-------- EXTRACTED ENTRIES
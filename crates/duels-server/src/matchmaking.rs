use crate::error::StoreError;
use async_trait::async_trait;
use duels_protocol::model::{Difficulty, TagId, UserId};
use std::{
    collections::BTreeSet,
    time::{Duration, Instant},
};
use tokio::sync::Mutex;

#[derive(Debug, Clone, PartialEq, Eq)]
pub struct QueueEntry {
    pub user_id: UserId,
    pub difficulties: BTreeSet<Difficulty>,
    pub tags: BTreeSet<TagId>,
    pub joined_at: Instant,
    pub force_match: bool,
}

impl QueueEntry {
    pub fn new(
        user_id: UserId,
        difficulties: impl IntoIterator<Item = Difficulty>,
        tags: impl IntoIterator<Item = TagId>,
        force_match: bool,
        joined_at: Instant,
    ) -> Self {
        Self {
            user_id,
            difficulties: difficulties.into_iter().collect(),
            tags: tags.into_iter().collect(),
            joined_at,
            force_match,
        }
    }

    fn force_ready(&self, now: Instant, force_wait: Duration) -> bool {
        self.force_match && now.saturating_duration_since(self.joined_at) >= force_wait
    }
}

/// Two entries already removed from the queue, earlier joiner first.
#[derive(Debug, Clone, PartialEq, Eq)]
pub struct MatchedPair {
    pub first: QueueEntry,
    pub second: QueueEntry,
}

impl MatchedPair {
    /// Shared preferences, or the union of both when they share nothing.
    pub fn problem_filter(&self) -> (Vec<Difficulty>, Vec<TagId>) {
        (
            overlap_or_union(&self.first.difficulties, &self.second.difficulties),
            overlap_or_union(&self.first.tags, &self.second.tags),
        )
    }

    pub fn into_entries(self) -> [QueueEntry; 2] {
        [self.first, self.second]
    }
}

fn overlap_or_union<T: Ord + Copy>(a: &BTreeSet<T>, b: &BTreeSet<T>) -> Vec<T> {
    let overlap: Vec<T> = a.intersection(b).copied().collect();
    if overlap.is_empty() {
        a.union(b).copied().collect()
    } else {
        overlap
    }
}

pub fn should_match(a: &QueueEntry, b: &QueueEntry, now: Instant, force_wait: Duration) -> bool {
    if a.user_id == b.user_id {
        return false;
    }

    if !a.tags.is_disjoint(&b.tags) {
        return true;
    }

    a.force_ready(now, force_wait) || b.force_ready(now, force_wait)
}

/// Index pairs to match, scanning in join order. Each index appears at most once.
pub fn plan_matches(
    entries: &[QueueEntry],
    now: Instant,
    force_wait: Duration,
) -> Vec<(usize, usize)> {
    let mut taken = vec![false; entries.len()];
    let mut pairs = Vec::new();

    for i in 0..entries.len() {
        if taken[i] {
            continue;
        }
        let partner = (i + 1..entries.len())
            .find(|&j| !taken[j] && should_match(&entries[i], &entries[j], now, force_wait));
        if let Some(j) = partner {
            taken[i] = true;
            taken[j] = true;
            pairs.push((i, j));
        }
    }

    pairs
}

/// The shared waiting pool.
#[async_trait]
pub trait Matchmaking: Send + Sync {
    /// Adds the entry, replacing any entry the same user already has.
    async fn add_player(&self, entry: QueueEntry) -> Result<(), StoreError>;

    async fn leave_queue(&self, user_id: UserId) -> Result<bool, StoreError>;

    async fn contains(&self, user_id: UserId) -> Result<bool, StoreError>;

    /// Plans one sweep and removes every matched entry in the same step.
    async fn take_matches(
        &self,
        now: Instant,
        force_wait: Duration,
    ) -> Result<Vec<MatchedPair>, StoreError>;

    /// Puts entries back at their original join position.
    async fn requeue(&self, entries: Vec<QueueEntry>) -> Result<(), StoreError>;
}

#[derive(Debug, Default)]
pub struct MatchQueue {
    entries: Mutex<Vec<QueueEntry>>,
}

impl MatchQueue {
    pub fn new() -> Self {
        Self {
            entries: Mutex::new(Vec::new()),
        }
    }

    #[cfg(test)]
    pub async fn len(&self) -> usize {
        self.entries.lock().await.len()
    }
}

fn insert_ordered(entries: &mut Vec<QueueEntry>, entry: QueueEntry) {
    entries.retain(|existing| existing.user_id != entry.user_id);
    let position = entries.partition_point(|existing| existing.joined_at <= entry.joined_at);
    entries.insert(position, entry);
}

#[async_trait]
impl Matchmaking for MatchQueue {
    async fn add_player(&self, entry: QueueEntry) -> Result<(), StoreError> {
        insert_ordered(&mut *self.entries.lock().await, entry);
        Ok(())
    }

    async fn leave_queue(&self, user_id: UserId) -> Result<bool, StoreError> {
        let mut entries = self.entries.lock().await;
        let before = entries.len();
        entries.retain(|entry| entry.user_id != user_id);
        Ok(entries.len() != before)
    }

    async fn contains(&self, user_id: UserId) -> Result<bool, StoreError> {
        Ok(self
            .entries
            .lock()
            .await
            .iter()
            .any(|entry| entry.user_id == user_id))
    }

    async fn take_matches(
        &self,
        now: Instant,
        force_wait: Duration,
    ) -> Result<Vec<MatchedPair>, StoreError> {
        let mut entries = self.entries.lock().await;
        let pairs = plan_matches(&entries, now, force_wait);
        if pairs.is_empty() {
            return Ok(Vec::new());
        }

        let mut slots: Vec<Option<QueueEntry>> = entries.drain(..).map(Some).collect();
        let matched = pairs
            .into_iter()
            .filter_map(|(i, j)| {
                Some(MatchedPair {
                    first: slots[i].take()?,
                    second: slots[j].take()?,
                })
            })
            .collect();
        entries.extend(slots.into_iter().flatten());

        Ok(matched)
    }

    async fn requeue(&self, returned: Vec<QueueEntry>) -> Result<(), StoreError> {
        let mut entries = self.entries.lock().await;
        for entry in returned {
            // A fresh enter_queue from the same user takes precedence.
            if entries.iter().any(|existing| existing.user_id == entry.user_id) {
                continue;
            }
            insert_ordered(&mut entries, entry);
        }
        Ok(())
    }
}

#[cfg(test)]
mod tests {
    use super::*;

    const WAIT: Duration = Duration::from_secs(1);

    fn entry(user_id: UserId, tags: &[TagId], force_match: bool, joined_at: Instant) -> QueueEntry {
        QueueEntry::new(
            user_id,
            [Difficulty::Easy],
            tags.iter().copied(),
            force_match,
            joined_at,
        )
    }

    #[test]
    fn overlapping_tags_match_immediately() {
        let t0 = Instant::now();
        let a = entry(1, &[1, 2], false, t0);
        let b = entry(2, &[2, 3], false, t0);
        assert!(should_match(&a, &b, t0, WAIT));
    }

    #[test]
    fn disjoint_tags_wait_for_force_bound() {
        let t0 = Instant::now();
        let a = entry(1, &[4], true, t0);
        let b = entry(2, &[5], true, t0);

        assert!(!should_match(&a, &b, t0 + Duration::from_millis(999), WAIT));
        assert!(should_match(&a, &b, t0 + WAIT, WAIT));
    }

    #[test]
    fn one_forced_player_is_enough() {
        let t0 = Instant::now();
        let patient = entry(1, &[4], false, t0);
        let forced = entry(2, &[5], true, t0);
        assert!(should_match(&patient, &forced, t0 + WAIT, WAIT));
        assert!(!should_match(
            &patient,
            &entry(3, &[5], false, t0),
            t0 + WAIT * 10,
            WAIT
        ));
    }

    #[test]
    fn empty_tag_sets_never_overlap() {
        let t0 = Instant::now();
        assert!(!should_match(&entry(1, &[], false, t0), &entry(2, &[], false, t0), t0, WAIT));
    }

    #[test]
    fn plan_prefers_earlier_joiners_and_never_reuses_entries() {
        let t0 = Instant::now();
        let entries = vec![
            entry(1, &[1], false, t0),
            entry(2, &[9], false, t0 + Duration::from_millis(1)),
            entry(3, &[1, 9], false, t0 + Duration::from_millis(2)),
            entry(4, &[9], false, t0 + Duration::from_millis(3)),
        ];

        let pairs = plan_matches(&entries, t0 + Duration::from_millis(10), WAIT);
        assert_eq!(pairs, vec![(0, 2), (1, 3)]);
    }

    #[tokio::test]
    async fn take_matches_removes_matched_entries_atomically() {
        let queue = MatchQueue::new();
        let t0 = Instant::now();
        queue.add_player(entry(1, &[1, 2], false, t0)).await.expect("add");
        queue
            .add_player(entry(2, &[7], false, t0 + Duration::from_millis(1)))
            .await
            .expect("add");
        queue
            .add_player(entry(3, &[2, 3], false, t0 + Duration::from_millis(2)))
            .await
            .expect("add");

        let matched = queue.take_matches(t0, WAIT).await.expect("sweep");
        assert_eq!(matched.len(), 1);
        assert_eq!(matched[0].first.user_id, 1);
        assert_eq!(matched[0].second.user_id, 3);

        assert_eq!(queue.len().await, 1);
        assert_eq!(queue.contains(2).await, Ok(true));
        assert_eq!(queue.contains(1).await, Ok(false));
    }

    #[tokio::test]
    async fn forced_pair_matches_only_after_wait_bound() {
        let queue = MatchQueue::new();
        let t0 = Instant::now();
        queue.add_player(entry(1, &[4], true, t0)).await.expect("add");
        queue.add_player(entry(2, &[5], true, t0)).await.expect("add");

        assert!(queue.take_matches(t0, WAIT).await.expect("sweep").is_empty());
        let matched = queue.take_matches(t0 + WAIT, WAIT).await.expect("sweep");
        assert_eq!(matched.len(), 1);
        assert_eq!(queue.len().await, 0);
    }

    #[tokio::test]
    async fn re_entering_replaces_previous_entry() {
        let queue = MatchQueue::new();
        let t0 = Instant::now();
        queue.add_player(entry(1, &[1], false, t0)).await.expect("add");
        queue
            .add_player(entry(1, &[2], false, t0 + Duration::from_millis(5)))
            .await
            .expect("re-add");

        assert_eq!(queue.len().await, 1);
        assert_eq!(queue.leave_queue(1).await, Ok(true));
        assert_eq!(queue.leave_queue(1).await, Ok(false));
    }

    #[tokio::test]
    async fn requeue_restores_join_order() {
        let queue = MatchQueue::new();
        let t0 = Instant::now();
        queue.add_player(entry(1, &[1], false, t0)).await.expect("add");
        queue.add_player(entry(2, &[1], false, t0)).await.expect("add");
        queue
            .add_player(entry(3, &[8], false, t0 + Duration::from_millis(1)))
            .await
            .expect("add");

        let matched = queue.take_matches(t0, WAIT).await.expect("sweep");
        let pair = matched.into_iter().next().expect("one pair");
        queue.requeue(pair.into_entries().to_vec()).await.expect("requeue");

        let order: Vec<UserId> = queue
            .entries
            .lock()
            .await
            .iter()
            .map(|entry| entry.user_id)
            .collect();
        assert_eq!(order, vec![1, 2, 3]);
    }

    #[test]
    fn problem_filter_falls_back_to_union() {
        let t0 = Instant::now();
        let pair = MatchedPair {
            first: entry(1, &[4], true, t0),
            second: entry(2, &[5], true, t0),
        };
        let (difficulties, tags) = pair.problem_filter();
        assert_eq!(difficulties, vec![Difficulty::Easy]);
        assert_eq!(tags, vec![4, 5]);
    }
}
----------------
WHAT IS NEEDED :: Copy out every line from the data above in which the word "slots" occurs.

SOLUTION ::
        let mut slots: Vec<Option<QueueEntry>> = entries.drain(..).map(Some).collect();
                    first: slots[i].take()?,
                    second: slots[j].take()?,
        entries.extend(slots.into_iter().flatten());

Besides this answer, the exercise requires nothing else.